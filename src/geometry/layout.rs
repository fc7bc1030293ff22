//! Layout computation: the frame, nut, fret lines and string lines of a
//! fretboard for a given canvas size, padding and handedness.
//!
//! Left-handed layouts are mirror images: every x coordinate becomes
//! `width - x`. Heights and y coordinates never change.

use serde::Serialize;

use super::fret_scale::check_fret_count;
use crate::error::Result;
use crate::pitch::Pitch;
use crate::shorthand::{BoxValue, Shorthand, Side};

// ═══════════════════════════════════════════════════════════════════════
// Layout structures
// ═══════════════════════════════════════════════════════════════════════

#[derive(Debug, Clone, Copy, PartialEq, Serialize)]
pub struct Point {
    pub x: f64,
    pub y: f64,
}

/// The drawable neck area.
#[derive(Debug, Clone, Copy, PartialEq, Serialize)]
pub struct Frame {
    pub x: f64,
    pub y: f64,
    pub width: f64,
    pub height: f64,
}

#[derive(Debug, Clone, Copy, PartialEq, Serialize)]
pub struct Line {
    pub x1: f64,
    pub y1: f64,
    pub x2: f64,
    pub y2: f64,
}

/// The two vertical boundaries of the neck.
#[derive(Debug, Clone, Copy, PartialEq, Serialize)]
pub struct SidePositions {
    pub nut: Line,
    pub last_fret: Line,
}

/// One horizontal string line. `x1` is always the nut end.
#[derive(Debug, Clone, Copy, PartialEq, Serialize)]
pub struct StringPosition {
    pub x1: f64,
    pub x2: f64,
    pub y: f64,
}

// ═══════════════════════════════════════════════════════════════════════
// Helper functions
// ═══════════════════════════════════════════════════════════════════════

/// Screen row (0 = top) of the string at `source_index` in the tuning.
///
/// Tunings list the lowest string first but the lowest string is drawn at
/// the bottom, so the order flips. The mapping is its own inverse: passing
/// a row index returns the tuning index drawn on that row.
pub fn row_index_for_string(source_index: usize, total_strings: usize) -> usize {
    total_strings.saturating_sub(source_index + 1)
}

/// Vertical distance between neighbouring strings.
///
/// A single string gets the whole available height, which places it on
/// the top inner edge.
pub fn string_spacing(height: f64, padding: &BoxValue, inner: &BoxValue, string_count: usize) -> f64 {
    let available = height - padding.vertical() - inner.vertical();
    if string_count > 1 {
        available / (string_count - 1) as f64
    } else {
        available
    }
}

fn mirror(x: f64, width: f64, left_handed: bool) -> f64 {
    if left_handed {
        width - x
    } else {
        x
    }
}

// ═══════════════════════════════════════════════════════════════════════
// Main layout computation
// ═══════════════════════════════════════════════════════════════════════

/// The canvas minus its padding. Left-handed frames start after the right
/// padding instead of the left one.
pub fn frame_positions(padding: &Shorthand, width: f64, height: f64, left_handed: bool) -> Frame {
    let p = padding.resolve();
    Frame {
        x: if left_handed { p.right } else { p.left },
        y: p.top,
        width: width - p.horizontal(),
        height: height - p.vertical(),
    }
}

/// Nut and last-fret lines, spanning the padded height.
pub fn side_positions(padding: &Shorthand, width: f64, height: f64, left_handed: bool) -> SidePositions {
    let p = padding.resolve();
    let (nut_x, last_x) = if left_handed {
        (width - p.left, p.right)
    } else {
        (p.left, width - p.right)
    };
    let vertical = |x| Line {
        x1: x,
        y1: p.top,
        x2: x,
        y2: height - p.bottom,
    };
    SidePositions {
        nut: vertical(nut_x),
        last_fret: vertical(last_x),
    }
}

/// X coordinate of every fret line, fret 1 first.
///
/// The last requested fret always lands on the far frame edge.
pub fn fret_x_positions(
    width: f64,
    padding: &Shorthand,
    fret_distances: &[f64],
    number_of_frets: usize,
    left_handed: bool,
) -> Result<Vec<f64>> {
    check_fret_count(fret_distances, number_of_frets)?;
    let p = padding.sides(&[Side::Right, Side::Left]);
    let frame_width = width - p.horizontal();
    let last = fret_distances[number_of_frets - 1];

    Ok(fret_distances[..number_of_frets]
        .iter()
        .map(|d| mirror((d / last) * frame_width + p.left, width, left_handed))
        .collect())
}

/// X coordinate halfway between each fret and the one before it (the nut
/// for fret 1). This is where dots and note markers go.
pub fn between_fret_x_positions(
    width: f64,
    padding: &Shorthand,
    fret_distances: &[f64],
    number_of_frets: usize,
    left_handed: bool,
) -> Result<Vec<f64>> {
    let frets = fret_x_positions(width, padding, fret_distances, number_of_frets, left_handed)?;
    let nut = mirror(padding.value(Side::Left), width, left_handed);

    Ok(frets
        .iter()
        .enumerate()
        .map(|(i, &right)| {
            let left = if i == 0 { nut } else { frets[i - 1] };
            left + (right - left) / 2.0
        })
        .collect())
}

/// String lines, evenly spaced from the top inner edge down, in tuning
/// order. Use [`row_index_for_string`] to find the row of a given string.
pub fn string_positions(
    width: f64,
    height: f64,
    padding: &Shorthand,
    tuning: &[Pitch],
    inner_padding: &Shorthand,
    left_handed: bool,
) -> Vec<StringPosition> {
    let p = padding.resolve();
    let inner = inner_padding.sides(&[Side::Top, Side::Bottom]);
    let spacing = string_spacing(height, &p, &inner, tuning.len());
    let x1 = mirror(p.left, width, left_handed);
    let x2 = if left_handed { p.right } else { width - p.right };

    (0..tuning.len())
        .map(|i| StringPosition {
            x1,
            x2,
            y: p.top + inner.top + spacing * i as f64,
        })
        .collect()
}
//! Default values and static tables (all in canvas user units).

use serde::Serialize;

// ── Canvas ──────────────────────────────────────────────────────────
pub const DEFAULT_WIDTH: f64 = 950.0;
pub const DEFAULT_HEIGHT: f64 = 300.0;
pub const DEFAULT_PADDING_DESKTOP: [f64; 4] = [30.0, 50.0, 50.0, 70.0]; // top, right, bottom, left
pub const DEFAULT_PADDING_MOBILE: [f64; 4] = [30.0, 20.0, 50.0, 40.0];
pub const DEFAULT_INNER_PADDING: [f64; 3] = [15.0, 0.0, 20.0]; // strings inset from the frame
pub const DEFAULT_NUMBER_OF_FRETS: usize = 12;

// ── Appearance ──────────────────────────────────────────────────────
pub const DEFAULT_FONT_FAMILY: &str =
    r#""Proxima Nova", "Helvetica Neue", Helvetica, Arial, sans-serif"#;
pub const LABEL_FONT_SIZE: f64 = 16.0;
pub const NUT_WIDTH_DESKTOP: f64 = 16.0;
pub const NUT_WIDTH_MOBILE: f64 = 8.0;
pub const FRET_WIDTH_DESKTOP: f64 = 6.0;
pub const FRET_WIDTH_MOBILE: f64 = 4.0;
pub const DOT_RADIUS_DESKTOP: f64 = 10.0;
pub const DOT_RADIUS_MOBILE: f64 = 8.0;
pub const SELECTED_NOTE_RADIUS: f64 = 18.0;

// ── Decorations ─────────────────────────────────────────────────────
pub const INLAY_FRETS: [usize; 10] = [3, 5, 7, 9, 12, 15, 17, 19, 21, 24];
pub const DOUBLE_INLAY_INTERVAL: usize = 12; // octave frets get two dots
pub const FRET_LABEL_OFFSET: f64 = 10.0; // below the frame
pub const STRING_LABEL_OFFSET: f64 = 15.0; // outside the nut

// ── Colors ──────────────────────────────────────────────────────────
/// Colors a renderer uses for one neck finish.
#[derive(Debug, Clone, Copy, PartialEq, Eq, Serialize)]
pub struct ColorScheme {
    pub frame: &'static str,
    pub nut: &'static str,
    pub dots: &'static str,
    pub string: &'static str,
    pub string_shadow: &'static str,
    pub labels: &'static str,
    pub frets: &'static str,
}

pub const MAPLE: ColorScheme = ColorScheme {
    frame: "#F5DFB6",
    nut: "#E7D293",
    dots: "rgb(70,70,70)",
    string: "rgba(0,0,0)",
    string_shadow: "rgba(100, 100, 100, 0.1)",
    labels: "rgb(100,100,100)",
    frets: "rgb(100,100,100)",
};

pub const ROSEWOOD: ColorScheme = ColorScheme {
    frame: "#543429",
    nut: "#E7D293",
    dots: "#d8d8d8",
    string: "rgb(200,200,200)",
    string_shadow: "rgba(50, 50, 50, 0.1)",
    labels: "rgb(100,100,100)",
    frets: "rgb(150,150,150)",
};

pub const PLAIN_LIGHT: ColorScheme = ColorScheme {
    frame: "rgb(256,256,256)",
    nut: "rgb(0,0,0)",
    dots: "rgb(150,150,150)",
    string: "rgb(0,0,0)",
    string_shadow: "rgba(100, 100, 100, 0)",
    labels: "rgb(100,100,100)",
    frets: "rgb(100,100,100)",
};

pub const PLAIN_DARK: ColorScheme = ColorScheme {
    frame: "#212121",
    nut: "rgb(0,0,0)",
    dots: "rgb(170,170,170)",
    string: "rgb(150,150,150)",
    string_shadow: "rgba(100, 100, 100, 0)",
    labels: "rgb(180,180,180)",
    frets: "rgb(120,120,120)",
};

---

What lines in the entries above hold "available"? Copy every one.

Response
/// A single string gets the whole available height, which places it on
    let available = height - padding.vertical() - inner.vertical();
        available / (string_count - 1) as f64
        available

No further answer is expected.